Week 4: Browns at Raiders
With the futility of the Browns franchise still strong despite a fleeting moment of jubilation last week. The euphoria quickly dispersed after a long week, and it all culminated on two calls that could have sealed a second victory for the Browns.
Near the end of regulation, the Browns were able to get a first down by just the nose of the football on a run by Carlos Hyde. There was a question if there was a favorable spot on the play, and being under two minutes in the half, it was sent to the replay command center in New York.
On a review for the line-to-gain, replay is looking for a definitive spot on the field to place the ball. When the play ends near the hashmarks, it is more of an academic exercise. But, any marking on the field can be used to mark a spot in replay, and even to subsequently measure if needed. In this case, we are in an empty grass area between the major yard stripes, and so there is nothing to provide a good reference point. The one exception would be a direct camera angle down the line-to-gain, in which case the ball can be moved back without an actual reference spot on the field. There was no angle shown that demonstrated this.
— Lyle (@WalkWithLyle) October 1, 2018
With that in mind, Fox Sports rules analyst Dean Blandino — the former senior vice president of NFL officiating who essentially was part of the establishment the first-down replay mechanics — was rendered dumbfounded on live television when the replay center moved the ball back, bringing up fourth down.
(After the punt, the Raiders tied the game and won in overtime.)
Many times the reviews of short/beyond first down wind up keeping the call on the field. The specifics outlined above to establish the required evidence are what makes a reversal so hard to come by. Replay determined in its judgement that the ball was short, using the position of the ball related to the elbow, even though that elbow was about 3 feet from a yard line. Or was it 3 ½?
It is possible that the spot on the field was determined when Hyde’s shoulder was down, when conferencing with the wing officials. By seeing Hyde’s elbow down, replay could have determined that the ball must come back from the original spot by the length of a forearm, but in doing so they would be forging completely new territory. That could be used when a knee is down well before a reach for the line, but not for different ends of the same body part.
Earlier in the fourth quarter, the Browns had what had the appearances of a fumble recovery and a likely touchdown return. It was whistled dead, however.

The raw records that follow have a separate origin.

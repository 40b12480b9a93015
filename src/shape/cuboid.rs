//! Support mapping based Cuboid shape.

use crate::math::{Point, Real, Vector};
use crate::shape::{ShapeType, SupportMap, DEFAULT_COLLISION_MARGIN};
use crate::utils;

/// Shape of a box.
///
/// The margin is taken from the inside: the outer boundary of the cuboid (margin
/// included) matches `half_extents`, up to its rounded edges.
#[cfg_attr(feature = "serde-serialize", derive(Serialize, Deserialize))]
#[derive(PartialEq, Debug, Copy, Clone)]
#[repr(C)]
pub struct Cuboid {
    /// The half-extents of the cuboid, margin included.
    pub half_extents: Vector<Real>,
    margin: Real,
}

impl Cuboid {
    /// Creates a new box from its half-extents and the default collision margin.
    ///
    /// Half-extents are the box half-width along each axis. Each half-extent must be positive.
    #[inline]
    pub fn new(half_extents: Vector<Real>) -> Cuboid {
        Self::with_margin(half_extents, DEFAULT_COLLISION_MARGIN)
    }

    /// Creates a new box with a custom margin.
    ///
    /// The margin is clamped to `[0, min(half_extents)]`.
    #[inline]
    pub fn with_margin(half_extents: Vector<Real>, margin: Real) -> Cuboid {
        let margin = margin.min(half_extents.min()).max(0.0);
        Cuboid {
            half_extents,
            margin,
        }
    }

    /// The half-extents of the margin-less core of this cuboid.
    #[inline]
    pub fn core_half_extents(&self) -> Vector<Real> {
        self.half_extents - Vector::repeat(self.margin)
    }
}

impl SupportMap for Cuboid {
    #[inline]
    fn local_support_point_without_margin(&self, dir: &Vector<Real>) -> Point<Real> {
        utils::copy_sign_to(dir, &self.core_half_extents()).into()
    }

    #[inline]
    fn margin(&self) -> Real {
        self.margin
    }

    #[inline]
    fn local_bounding_radius(&self) -> Real {
        self.half_extents.norm()
    }

    #[inline]
    fn shape_type(&self) -> ShapeType {
        ShapeType::Cuboid
    }
}
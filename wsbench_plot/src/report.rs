use crate::error::ChartError;
use serde::Deserialize;
use serde_json::Value;
use std::fmt;
use std::path::Path;
use std::str::FromStr;

/// Client execution context in which a benchmark ran.
#[derive(Debug, Clone, Copy, PartialEq, Eq, PartialOrd, Ord, Hash)]
pub enum Mode {
    BrowserHeadless,
    BrowserDefault,
    TauriJs,
    TauriRust,
}

impl Mode {
    /// All modes, in the order in which they appear on the chart.
    pub const ALL: [Mode; 4] = [
        Mode::BrowserHeadless,
        Mode::BrowserDefault,
        Mode::TauriJs,
        Mode::TauriRust,
    ];

    pub fn name(&self) -> &'static str {
        match self {
            Mode::BrowserHeadless => "browser-headless",
            Mode::BrowserDefault => "browser-default",
            Mode::TauriJs => "tauri-js",
            Mode::TauriRust => "tauri-rust",
        }
    }

    pub fn from_name(name: &str) -> Option<Self> {
        Self::ALL.into_iter().find(|mode| mode.name() == name)
    }
}

impl fmt::Display for Mode {
    fn fmt(&self, f: &mut fmt::Formatter<'_>) -> fmt::Result {
        f.write_str(self.name())
    }
}

/// Serialization format under comparison.
#[derive(Debug, Clone, Copy, PartialEq, Eq, Hash)]
pub enum Format {
    Json,
    Binary,
}

impl Format {
    pub fn name(&self) -> &'static str {
        match self {
            Format::Json => "json",
            Format::Binary => "binary",
        }
    }

    pub fn from_name(name: &str) -> Option<Self> {
        match name {
            "json" => Some(Format::Json),
            "binary" => Some(Format::Binary),
            _ => None,
        }
    }
}

/// One measurement: the rate (messages per second) at which the client
/// processed messages in some mode, using some format.
///
/// Mode and format are kept as written in the file; rows this tool does not
/// chart are skipped when building the chart series.
#[derive(Debug, Clone, PartialEq, Deserialize)]
#[serde(rename_all = "camelCase")]
pub struct ResultRow {
    pub mode: String,
    pub format: String,
    pub client_rate: f64,
}

impl ResultRow {
    pub fn new(mode: Mode, format: Format, client_rate: f64) -> Self {
        Self {
            mode: mode.name().to_string(),
            format: format.name().to_string(),
            client_rate,
        }
    }

    /// Returns the (mode, format) key of this row, if both are known.
    pub fn key(&self) -> Option<(Mode, Format)> {
        let mode = Mode::from_name(&self.mode)?;
        let format = Format::from_name(&self.format)?;
        Some((mode, format))
    }
}

/// A benchmark comparison. Only `results` is interpreted; the remaining keys
/// must be present but may hold any JSON value (`targetRate` may be `null`).
#[derive(Debug, Clone, PartialEq, Deserialize)]
#[serde(rename_all = "camelCase")]
pub struct ComparisonReport {
    pub timestamp: Value,
    pub server: Value,
    pub target_rate: Value,
    pub duration: Value,
    pub results: Vec<ResultRow>,
}

impl ComparisonReport {
    /// The target rate, if it is a number.
    pub fn target_rate(&self) -> Option<f64> {
        self.target_rate.as_f64()
    }

    fn validate(self) -> Result<Self, ChartError> {
        if self.results.is_empty() {
            return Err(ChartError::Validation(String::from(
                "no results in data",
            )));
        }
        for (index, row) in self.results.iter().enumerate() {
            if !row.client_rate.is_finite() || row.client_rate < 0.0 {
                return Err(ChartError::Validation(format!(
                    "result {} ({} / {}) has invalid clientRate {}",
                    index, row.mode, row.format, row.client_rate
                )));
            }
        }
        Ok(self)
    }
}

impl FromStr for ComparisonReport {
    type Err = ChartError;

    fn from_str(s: &str) -> Result<Self, Self::Err> {
        let report: ComparisonReport = serde_json::from_str(s)?;
        report.validate()
    }
}

/// Loads and validates the comparison report stored in `path`.
pub fn load(path: impl AsRef<Path>) -> Result<ComparisonReport, ChartError> {
    let path = path.as_ref();
    if !path.exists() {
        return Err(ChartError::FileNotFound(path.to_path_buf()));
    }
    let content =
        std::fs::read_to_string(path).map_err(|source| ChartError::Io {
            path: path.to_path_buf(),
            source,
        })?;
    let report: ComparisonReport = content.parse()?;
    tracing::debug!(
        "loaded {} results from {} (server = {}, timestamp = {})",
        report.results.len(),
        path.display(),
        report.server,
        report.timestamp,
    );
    Ok(report)
}
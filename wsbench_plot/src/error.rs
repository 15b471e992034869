use std::path::PathBuf;
use thiserror::Error;

/// Errors raised while turning a comparison file into a chart. Every one of
/// them ends the run.
#[derive(Debug, Error)]
pub enum ChartError {
    #[error("input file not found: {}", .0.display())]
    FileNotFound(PathBuf),

    #[error("I/O error on {}: {source}", .path.display())]
    Io {
        path: PathBuf,
        #[source]
        source: std::io::Error,
    },

    /// The input is not valid JSON.
    #[error("invalid JSON: {0}")]
    Parse(#[source] serde_json::Error),

    /// The input is valid JSON but not a usable comparison report.
    #[error("invalid comparison report: {0}")]
    Validation(String),

    #[error("no valid data found in results")]
    NoData,

    #[error("failed to render chart: {0}")]
    Render(String),
}

impl ChartError {
    /// Whether this error was caused by the content of the input file.
    pub fn is_malformed_input(&self) -> bool {
        matches!(self, Self::Parse(_) | Self::Validation(_))
    }
}

impl From<serde_json::Error> for ChartError {
    fn from(e: serde_json::Error) -> Self {
        use serde_json::error::Category;
        match e.classify() {
            // the document parsed, but its shape is wrong (e.g. a missing
            // required key)
            Category::Data => Self::Validation(e.to_string()),
            Category::Syntax | Category::Eof | Category::Io => Self::Parse(e),
        }
    }
}

#[cfg(test)]
mod tests {
    use super::*;

    #[test]
    fn json_error_classification() {
        let syntax = serde_json::from_str::<serde_json::Value>("{ oops")
            .unwrap_err();
        assert!(matches!(ChartError::from(syntax), ChartError::Parse(_)));

        #[derive(Debug, serde::Deserialize)]
        #[allow(dead_code)]
        struct Needs {
            field: u64,
        }
        let data = serde_json::from_str::<Needs>("{}").unwrap_err();
        let error = ChartError::from(data);
        assert!(matches!(error, ChartError::Validation(_)));
        assert!(error.is_malformed_input());
        assert!(!ChartError::NoData.is_malformed_input());
    }
}
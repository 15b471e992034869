use crate::report::{ComparisonReport, Format, Mode};
use std::collections::HashMap;

/// Client rates of each charted mode, one entry per mode in both rate
/// vectors.
#[derive(Debug, Clone, PartialEq, Default)]
pub struct ChartSeries {
    modes: Vec<Mode>,
    json_rates: Vec<f64>,
    binary_rates: Vec<f64>,
}

impl ChartSeries {
    /// Extracts the chart series from a report:
    /// - modes are visited in `Mode::ALL` order and only kept if the report
    ///   has a rate for at least one of the two formats
    /// - a missing rate is charted as 0
    /// - if a (mode, format) pair appears more than once, the last one wins
    pub fn extract(report: &ComparisonReport) -> Self {
        let mut lookup = HashMap::new();
        for row in &report.results {
            match row.key() {
                Some(key) => {
                    lookup.insert(key, row.client_rate);
                }
                None => {
                    tracing::warn!(
                        "ignoring result with mode = {} and format = {}",
                        row.mode,
                        row.format
                    );
                }
            }
        }

        let mut series = Self::default();
        for mode in Mode::ALL {
            let json_rate = lookup.get(&(mode, Format::Json));
            let binary_rate = lookup.get(&(mode, Format::Binary));
            if json_rate.is_none() && binary_rate.is_none() {
                tracing::debug!("no results for mode {}", mode);
                continue;
            }
            series.modes.push(mode);
            series.json_rates.push(json_rate.copied().unwrap_or_default());
            series
                .binary_rates
                .push(binary_rate.copied().unwrap_or_default());
        }
        series
    }

    pub fn modes(&self) -> &[Mode] {
        &self.modes
    }

    pub fn json_rates(&self) -> &[f64] {
        &self.json_rates
    }

    pub fn binary_rates(&self) -> &[f64] {
        &self.binary_rates
    }

    pub fn rates(&self, format: Format) -> &[f64] {
        match format {
            Format::Json => &self.json_rates,
            Format::Binary => &self.binary_rates,
        }
    }

    pub fn len(&self) -> usize {
        self.modes.len()
    }

    pub fn is_empty(&self) -> bool {
        self.modes.is_empty()
    }

    /// Largest rate across both formats (0 if the series is empty).
    pub fn max_rate(&self) -> f64 {
        self.json_rates
            .iter()
            .chain(self.binary_rates.iter())
            .copied()
            .fold(0f64, f64::max)
    }

    pub fn iter(&self) -> impl Iterator<Item = (Mode, f64, f64)> + '_ {
        self.modes
            .iter()
            .zip(self.json_rates.iter())
            .zip(self.binary_rates.iter())
            .map(|((&mode, &json), &binary)| (mode, json, binary))
    }
}

#[cfg(test)]
mod tests {
    use super::*;
    use crate::report::ResultRow;

    fn report(results: Vec<ResultRow>) -> ComparisonReport {
        ComparisonReport {
            timestamp: "t".into(),
            server: "s".into(),
            target_rate: 100_000f64.into(),
            duration: 10f64.into(),
            results,
        }
    }

    #[test]
    fn single_mode() {
        let input = r#"{"timestamp":"t","server":"s","targetRate":100000,"duration":10,"results":[{"mode":"browser-headless","format":"json","clientRate":50000},{"mode":"browser-headless","format":"binary","clientRate":90000}]}"#;
        let report: ComparisonReport = input.parse().unwrap();
        let series = ChartSeries::extract(&report);
        assert_eq!(series.modes(), &[Mode::BrowserHeadless]);
        assert_eq!(series.json_rates(), &[50000.0]);
        assert_eq!(series.binary_rates(), &[90000.0]);
        assert_eq!(series.max_rate(), 90000.0);
    }

    #[test]
    fn canonical_order_and_missing_rates() {
        let series = ChartSeries::extract(&report(vec![
            ResultRow::new(Mode::TauriRust, Format::Binary, 800_000.0),
            ResultRow::new(Mode::TauriJs, Format::Json, 120_000.0),
            ResultRow::new(Mode::BrowserHeadless, Format::Json, 200_000.0),
            ResultRow::new(Mode::TauriRust, Format::Json, 300_000.0),
        ]));
        assert_eq!(
            series.modes(),
            &[Mode::BrowserHeadless, Mode::TauriJs, Mode::TauriRust]
        );
        assert_eq!(series.json_rates(), &[200_000.0, 120_000.0, 300_000.0]);
        assert_eq!(series.binary_rates(), &[0.0, 0.0, 800_000.0]);
        let rows: Vec<_> = series.iter().collect();
        assert_eq!(rows[2], (Mode::TauriRust, 300_000.0, 800_000.0));
    }

    #[test]
    fn last_write_wins() {
        let series = ChartSeries::extract(&report(vec![
            ResultRow::new(Mode::BrowserDefault, Format::Json, 1.0),
            ResultRow::new(Mode::BrowserDefault, Format::Json, 2.0),
        ]));
        assert_eq!(series.rates(Format::Json), &[2.0]);
        assert_eq!(series.rates(Format::Binary), &[0.0]);
    }

    #[test]
    fn unknown_rows_yield_no_data() {
        let mut unknown = ResultRow::new(Mode::TauriJs, Format::Json, 5.0);
        unknown.mode = String::from("electron");
        let series = ChartSeries::extract(&report(vec![unknown]));
        assert!(series.is_empty());
        assert_eq!(series.len(), 0);
        assert_eq!(series.max_rate(), 0.0);
    }
}

#[cfg(test)]
mod proptests {
    use super::*;
    use crate::report::ResultRow;
    use quickcheck_macros::quickcheck;

    // (mode index, is binary, rate)
    type Row = (u8, bool, u32);

    fn to_report(rows: &[Row]) -> ComparisonReport {
        let results = rows
            .iter()
            .map(|&(mode, binary, rate)| {
                let mode = Mode::ALL[mode as usize % Mode::ALL.len()];
                let format = if binary { Format::Binary } else { Format::Json };
                ResultRow::new(mode, format, rate as f64)
            })
            .collect();
        ComparisonReport {
            timestamp: "t".into(),
            server: "s".into(),
            target_rate: 0f64.into(),
            duration: 0f64.into(),
            results,
        }
    }

    #[quickcheck]
    fn parallel_vectors_in_canonical_order(rows: Vec<Row>) -> bool {
        let report = to_report(&rows);
        let series = ChartSeries::extract(&report);

        let same_len = series.json_rates().len() == series.len()
            && series.binary_rates().len() == series.len();
        // strictly increasing positions in `Mode::ALL`
        let canonical = series.modes().windows(2).all(|w| w[0] < w[1]);
        // non-empty input always charts something
        let non_empty = rows.is_empty() || !series.is_empty();
        same_len && canonical && non_empty
    }

    #[quickcheck]
    fn absent_pairs_are_zero(rows: Vec<Row>) -> bool {
        let report = to_report(&rows);
        let series = ChartSeries::extract(&report);
        let zero_filled = series.iter().all(|(mode, json, binary)| {
            let last = |format: Format| {
                report
                    .results
                    .iter()
                    .rev()
                    .find(|row| row.key() == Some((mode, format)))
                    .map(|row| row.client_rate)
                    .unwrap_or(0f64)
            };
            json == last(Format::Json) && binary == last(Format::Binary)
        });
        zero_filled
    }
}
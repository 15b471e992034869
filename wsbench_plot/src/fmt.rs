use crate::report::{Format, Mode};

pub struct PlotFmt;

impl PlotFmt {
    /// Formats a message rate in a human readable way, e.g. 1500 -> "1k",
    /// 2300000 -> "2.3M".
    pub fn rate(value: f64) -> String {
        if value >= 1_000_000f64 {
            format!("{:.1}M", value / 1_000_000f64)
        } else if value >= 1_000f64 {
            // thousands are truncated, not rounded
            format!("{}k", (value / 1_000f64) as i64)
        } else {
            format!("{}", value as i64)
        }
    }

    /// Formats a list of rates the way the progress lines show them, e.g.
    /// `['50k', '2.3M']`.
    pub fn rates(values: &[f64]) -> String {
        let rates: Vec<_> = values
            .iter()
            .map(|&v| format!("'{}'", Self::rate(v)))
            .collect();
        format!("[{}]", rates.join(", "))
    }

    pub fn mode_name(mode: Mode) -> &'static str {
        match mode {
            Mode::BrowserHeadless => "Browser\n(Headless)",
            Mode::BrowserDefault => "Browser\n(Default)",
            Mode::TauriJs => "Tauri\n(JS)",
            Mode::TauriRust => "Tauri\n(Rust)",
        }
    }

    pub fn format_name(format: Format) -> &'static str {
        match format {
            Format::Json => "JSON",
            Format::Binary => "Binary",
        }
    }

    pub fn color(format: Format) -> &'static str {
        match format {
            Format::Json => "#2196F3",
            Format::Binary => "#FF9800",
        }
    }

    pub fn target_color() -> &'static str {
        "#E91E63"
    }

    pub fn target_label(target: f64) -> String {
        format!("Target: {}/s", Self::rate(target))
    }
}

#[cfg(test)]
mod tests {
    use super::*;

    #[test]
    fn rate() {
        assert_eq!(PlotFmt::rate(0.0), "0");
        assert_eq!(PlotFmt::rate(999.0), "999");
        assert_eq!(PlotFmt::rate(999.9), "999");
        assert_eq!(PlotFmt::rate(1_000.0), "1k");
        assert_eq!(PlotFmt::rate(1_500.0), "1k");
        assert_eq!(PlotFmt::rate(200_000.0), "200k");
        assert_eq!(PlotFmt::rate(999_999.0), "999k");
        assert_eq!(PlotFmt::rate(1_000_000.0), "1.0M");
        assert_eq!(PlotFmt::rate(1_260_000.0), "1.3M");
        assert_eq!(PlotFmt::rate(2_300_000.0), "2.3M");
        assert_eq!(PlotFmt::rate(12_000_000.0), "12.0M");
    }

    #[test]
    fn rates() {
        assert_eq!(
            PlotFmt::rates(&[50_000.0, 0.0, 2_300_000.0]),
            "['50k', '0', '2.3M']"
        );
    }

    #[test]
    fn no_rates() {
        assert_eq!(PlotFmt::rates(&[]), "[]");
    }

    #[test]
    fn target_label() {
        assert_eq!(PlotFmt::target_label(100_000.0), "Target: 100k/s");
    }
}
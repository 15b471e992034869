use clap::{App, Arg};
use color_eyre::eyre::WrapErr;
use color_eyre::Report;
use std::path::PathBuf;

struct Args {
    input_file: PathBuf,
    output: PathBuf,
    draw_target_line: bool,
}

fn main() -> Result<(), Report> {
    color_eyre::install()?;

    // logs go to stderr, so that stdout only has the progress lines
    tracing_subscriber::fmt()
        .with_env_filter(tracing_subscriber::EnvFilter::from_default_env())
        .with_writer(std::io::stderr)
        .init();

    let args = parse_args();
    wsbench_plot::comparison_chart(
        &args.input_file,
        &args.output,
        args.draw_target_line,
    )
    .wrap_err_with(|| {
        format!("generate chart from {}", args.input_file.display())
    })?;
    Ok(())
}

fn parse_args() -> Args {
    let matches = App::new("wsbench_plot")
        .version("0.1")
        .about("Generates a comparison chart from WebSocket benchmark results.")
        .arg(
            Arg::with_name("input_file")
                .value_name("INPUT_FILE")
                .help("path to the comparison JSON file (e.g. results/comparison-2026-02-01.json)")
                .required(true)
                .index(1),
        )
        .arg(
            Arg::with_name("output")
                .short("o")
                .long("output")
                .value_name("OUTPUT")
                .help("output path for the chart; default: results/comparison-chart.png")
                .takes_value(true),
        )
        .arg(
            Arg::with_name("no_target_line")
                .long("no-target-line")
                .help("don't show the target rate line on the chart"),
        )
        .get_matches();

    // parse arguments
    let input_file = PathBuf::from(
        matches
            .value_of("input_file")
            .expect("input file should be set"),
    );
    let output = PathBuf::from(
        matches
            .value_of("output")
            .unwrap_or(wsbench_plot::DEFAULT_OUTPUT),
    );
    let draw_target_line = !matches.is_present("no_target_line");

    tracing::debug!("input file: {}", input_file.display());
    tracing::debug!("output: {}", output.display());
    tracing::debug!("target line: {:?}", draw_target_line);

    Args {
        input_file,
        output,
        draw_target_line,
    }
}
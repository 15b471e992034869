pub mod axes;
pub mod figure;
pub mod pyplot;

// Re-exports.
pub use axes::Axes;
pub use figure::Figure;
pub use pyplot::PyPlot;
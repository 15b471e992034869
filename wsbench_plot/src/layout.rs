use crate::fmt::PlotFmt;
use crate::report::Format;
use crate::series::ChartSeries;

// width of each bar; each mode gets one unit of the x axis
const BAR_WIDTH: f64 = 0.35;
// headroom above the tallest bar, so that its label fits
const Y_HEADROOM: f64 = 1.15;
// upper limit used when every rate is zero
const EMPTY_Y_LIMIT: f64 = 1.0;
// y ticks are multiples of one of these steps (scaled by a power of 10)
const TICK_STEPS: [f64; 5] = [1.0, 2.0, 2.5, 5.0, 10.0];
const MAX_TICK_INTERVALS: usize = 8;

#[derive(Debug, Clone, PartialEq)]
pub struct Bar {
    pub x: f64,
    pub height: f64,
    /// Value label drawn above the bar; bars with no height have none.
    pub label: Option<String>,
}

#[derive(Debug, Clone, PartialEq)]
pub struct BarGroup {
    pub format: Format,
    pub bars: Vec<Bar>,
}

#[derive(Debug, Clone, PartialEq)]
pub struct TargetLine {
    pub y: f64,
    pub label: String,
}

/// Geometry of the comparison chart, independent of the plotting backend.
#[derive(Debug, Clone, PartialEq)]
pub struct ChartLayout {
    pub bar_width: f64,
    pub xticks: Vec<f64>,
    pub xticklabels: Vec<&'static str>,
    pub groups: Vec<BarGroup>,
    pub ylim: (f64, f64),
    pub yticks: Vec<f64>,
    pub yticklabels: Vec<String>,
    pub target: Option<TargetLine>,
}

impl ChartLayout {
    pub fn new(series: &ChartSeries, target: Option<f64>) -> Self {
        let xticks: Vec<_> = (0..series.len()).map(|i| i as f64).collect();
        let xticklabels = series
            .modes()
            .iter()
            .map(|&mode| PlotFmt::mode_name(mode))
            .collect();

        // json to the left of each tick, binary to the right
        let groups = [(Format::Json, -0.5), (Format::Binary, 0.5)]
            .into_iter()
            .map(|(format, shift)| {
                let bars = xticks
                    .iter()
                    .zip(series.rates(format))
                    .map(|(&x, &height)| Bar {
                        x: x + shift * BAR_WIDTH,
                        height,
                        label: (height > 0f64).then(|| PlotFmt::rate(height)),
                    })
                    .collect();
                BarGroup { format, bars }
            })
            .collect();

        let max_rate = series.max_rate();
        let upper = if max_rate > 0f64 {
            // the headroom must not overflow for huge rates
            (max_rate * Y_HEADROOM).min(f64::MAX)
        } else {
            EMPTY_Y_LIMIT
        };
        let yticks = ticks(upper);
        let yticklabels = yticks.iter().map(|&y| PlotFmt::rate(y)).collect();

        let target = target
            .filter(|&y| y.is_finite() && y > 0f64)
            .map(|y| TargetLine {
                y,
                label: PlotFmt::target_label(y),
            });

        Self {
            bar_width: BAR_WIDTH,
            xticks,
            xticklabels,
            groups,
            ylim: (0f64, upper),
            yticks,
            yticklabels,
            target,
        }
    }
}

/// Computes evenly spaced ticks in `[0, upper]` with a "round" step.
fn ticks(upper: f64) -> Vec<f64> {
    let raw_step = upper / MAX_TICK_INTERVALS as f64;
    let magnitude = 10f64.powi(raw_step.log10().floor() as i32);
    let step = TICK_STEPS
        .iter()
        .map(|step| step * magnitude)
        .find(|&step| step >= raw_step)
        .unwrap_or(10f64 * magnitude);
    // tolerate rounding errors when `upper` is a multiple of `step`
    let count = (upper / step + 1e-9).floor() as usize;
    (0..=count).map(|i| i as f64 * step).collect()
}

How is this NOT A FUMBLE for the @Browns?!? Took a TD off the board in a CLOSE game!! Awful. pic.twitter.com/JoaUfGRjwB
— Kirk Herbstreit (@KirkHerbstreit) September 30, 2018
Obviously, referee Walt Anderson does not have a view on the ball popping out with players swarming the quarterback. So, on the assumption that Carr has the ball — and no other evidence to show otherwise — Anderson rules forward progress by Carr has been stopped. A forward progress call cannot be reviewed as a general matter.
Could this technically be an inadvertent whistle? You can make that argument, although it doesn’t help the Browns, as the only remedy is to replay the down, and inadvertent whistles are not reviewable.
Despite these restrictions, I would argue that it is still a reviewable play; replay can review an aspect of the play prior to a forward progress ruling or an inadvertent whistle. This would have to be challenged by the Browns, and might still face some resistance from Anderson on being “unreviewable.” If the coach persists, I think that the Browns can get awarded possession on the fumble recovery, however there would be no return.
In this case, we cannot get hung up on why the play was whistled dead. A fumble that is clearly a live ball can be reversed to a fumble recovery after the play is dead, provided the recovery is immediate. The rule does not care how the play was called dead.
An opposing argument is that the initial contact is a point that forward progress could be ruled, having nothing to do with when the forward progress is actually ruled. Since forward progress is a judgment call, you can’t put a marker on when it starts in a review, which is why it’s unreviewable. However, since the contact and the loose ball are simultaneous, there is a strong case that “simultaneous” overrides, because continued possession beyond initial contact is needed to rule progress.
It’s an unfortunate collection of circumstances to hit a team that has amassed a trove of unfortunate circumstances.
One thought on “Cleveland’s rage against the replay machine is justified”
When is Alberto Riveron going to be fired?
He had a disastrous year last year and has already blown several replay calls this year. This call and the Steelers punt that hit a Browns player in Week One come to mind. There was a TD that certainly appeared short in last week’s Packers-Redskins game as well. His incompetence is destroying the NFL’s legitimacy. Missing a call in live-action is usually understandable. Blowing a replay review where you have all day with a number of angles? Inexcusable.